The Prequel: Self-reflection
As a 90’s child, I spent some of my most formative years conversing in chat rooms, ranking my friends on MySpace, and documenting my entrance into adulthood on Facebook, Twitter, Instagram, and Snapchat. I enjoyed social media and had always been one of the more active users among my friends. One of them once joked that she fully expected me to document the birth of my first child someday – live via Snapchat.
Fortunately (perhaps especially for my Snapchat friends), in college I started to reflect on how I was personally interacting with social media and how it was affecting me. I realized that I had started to frame everything I did and experienced in terms of social media: What should I wear to this event in case we ended up posting pictures? What would I caption that moment later? How would posting this or that help people see me the way I wanted?
While social media could also be fun, useful, and inspiring, I had to admit that more often than not I was feeling anxious, inadequate, or left out scrolling through everyone else’s glamorous highlights. And I was being indifferent to whether my posts were also making someone else feel anxious, inadequate, or left out as I continued to curate, filter, and share only my most flattering moments.

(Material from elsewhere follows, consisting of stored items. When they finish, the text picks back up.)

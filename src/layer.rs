//! Fully connected layer.
//!
//! # Layout
//!
//! A [`Dense`] layer maps `in_dim` inputs to `out_dim` units:
//!
//! ```text
//! z = x · W + b        W: [in_dim × out_dim] (Row-Major), b: [out_dim]
//! ```
//!
//! Row `i` of `W` holds the weights leaving input `i`; column `j` holds every
//! weight feeding unit `j`. Column-wise optimizers (SGD-S gating in Fusion)
//! treat one column as a unit.
//!
//! Batches are Row-Major matrices with one sample per row.

use crate::linalg::{add_bias, column_sums, matmul, transpose, Matrix};
use crate::rng::Mulberry32;

#[cfg(feature = "serde")]
use serde::{Deserialize, Serialize};

/// A dense layer: weights and bias.
///
/// The same struct also carries gradients and optimizer buffers of a layer,
/// since they share its shape.
#[derive(Debug, Clone, PartialEq)]
#[cfg_attr(feature = "serde", derive(Serialize, Deserialize))]
pub struct Dense {
    /// Weights `[in_dim × out_dim]`.
    pub weights: Matrix,
    /// Bias `[out_dim]`.
    pub bias: Vec<f64>,
}

impl Dense {
    /// Creates a layer with `N(0, std²)` weights and a constant bias.
    ///
    /// Weights are drawn Row-Major from `rng`, so the draw order is fixed.
    pub fn new_normal(
        in_dim: usize,
        out_dim: usize,
        std: f64,
        bias: f64,
        rng: &mut Mulberry32,
    ) -> Self {
        assert!(in_dim > 0, "Input dimension must be positive");
        assert!(out_dim > 0, "Output dimension must be positive");
        let weights = Matrix::from_fn(in_dim, out_dim, |_, _| rng.normal() * std);
        Self {
            weights,
            bias: vec![bias; out_dim],
        }
    }

    /// All-zero layer of the given shape.
    pub fn zeros(in_dim: usize, out_dim: usize) -> Self {
        Self {
            weights: Matrix::zeros(in_dim, out_dim),
            bias: vec![0.0; out_dim],
        }
    }

    /// All-zero layer with this layer's shape.
    pub fn zeros_like(&self) -> Self {
        Self::zeros(self.in_dim(), self.out_dim())
    }

    #[inline]
    pub fn in_dim(&self) -> usize {
        self.weights.rows()
    }

    #[inline]
    pub fn out_dim(&self) -> usize {
        self.weights.cols()
    }

    /// Number of trainable scalars (weights + bias).
    #[inline]
    pub fn param_count(&self) -> usize {
        self.weights.len() + self.bias.len()
    }

    /// Pre-activation `x · W + b` for a batch.
    pub fn linear(&self, x: &Matrix) -> Matrix {
        debug_assert_eq!(x.cols(), self.in_dim());
        add_bias(&matmul(x, &self.weights), &self.bias)
    }

    /// Parameter gradients from the layer input and `∂L/∂z`, averaged over
    /// `n` samples. No regularization term is added here.
    pub fn param_grads(&self, input: &Matrix, d_z: &Matrix, n: usize) -> Dense {
        debug_assert_eq!(input.rows(), d_z.rows());
        let count = n as f64;
        let weights = matmul(&transpose(input), d_z).map(|v| v / count);
        let bias = column_sums(d_z).into_iter().map(|v| v / count).collect();
        Dense { weights, bias }
    }

    /// `∂L/∂x = ∂L/∂z · Wᵀ`.
    pub fn input_grad(&self, d_z: &Matrix) -> Matrix {
        matmul(d_z, &transpose(&self.weights))
    }

    /// Adds `lambda · W` to `grads.weights` (L2 term; biases untouched).
    pub fn add_l2_grad(&self, grads: &mut Dense, lambda: f64) {
        for (g, w) in grads
            .weights
            .as_mut_slice()
            .iter_mut()
            .zip(self.weights.as_slice())
        {
            *g += lambda * w;
        }
    }
}

/// Inverted dropout.
///
/// When `train` is set and `p > 0`, each unit survives with probability
/// `1 - p` and survivors are scaled by `1 / (1 - p)`. Returns the dropped
/// activations and the scaled keep-mask (`1/(1-p)` or `0`), which backward
/// multiplies into the local gradient. Otherwise the input is returned
/// unchanged, no mask is recorded and `rng` is not advanced.
pub fn apply_dropout(
    activations: Matrix,
    p: f64,
    train: bool,
    rng: &mut Mulberry32,
) -> (Matrix, Option<Matrix>) {
    if !train || p <= 0.0 {
        return (activations, None);
    }
    let keep = 1.0 - p;
    let mask = Matrix::from_fn(activations.rows(), activations.cols(), |_, _| {
        if rng.next_f64() < keep {
            1.0 / keep
        } else {
            0.0
        }
    });
    let mut dropped = activations;
    for (a, m) in dropped.as_mut_slice().iter_mut().zip(mask.as_slice()) {
        *a *= m;
    }
    (dropped, Some(mask))
}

One by one, I started to delete my accounts. Each deletion took some adjusting, including forming new habits to replace any utility I had lost, but ultimately left me feeling clearer and lighter.
I no longer started and ended my days scrolling through a feed or felt pressure to paint everything I did in as interesting a light as possible. If friends happened to be hanging out without me, I wasn’t overthinking each live update or post – I most likely wouldn’t even know about it and when I did, it didn’t feel as earth-shattering.
Facebook was the last to go, but after downloading my content and posting a heads-up to friends, I deleted this last account and felt like I was finally waking up from a decade of digital stupor.
The experience made me wonder what else I could let go of, and I ended up gaining more than I lost. I found a quote that seemed to perfectly sum up my experience: “We are not rich by what we possess but by what we can do without.” And I wondered where else in my life that could be true.
I began reading books about minimalism (including Joshua Becker’s “The More of Less”) and found myself inspired by simplicity in other aspects beyond digital. I wanted an intentionally low-maintenance life that would be financially freeing, good for the environment, and generous to others.
I have started evaluating what I own and donating, selling, and recycling my surplus. Because many of the negative effects I experienced with social media were related to heavy smartphone use, I also downgraded my iPhone (in size only!) to a 2.5-inch smartphone that still has all the tools I need without the hyper-convenience that leads to mindless, non-essential screen time. For me, my new tiny phone physically represents and enables the smaller role I want any device to play in my life.
Minimalism looks different person to person. It will look different for you. But I think the common themes of self-reflection, ending what’s not beneficial, and beginning what is are all important ingredients for the journey.
What will you end in order to start?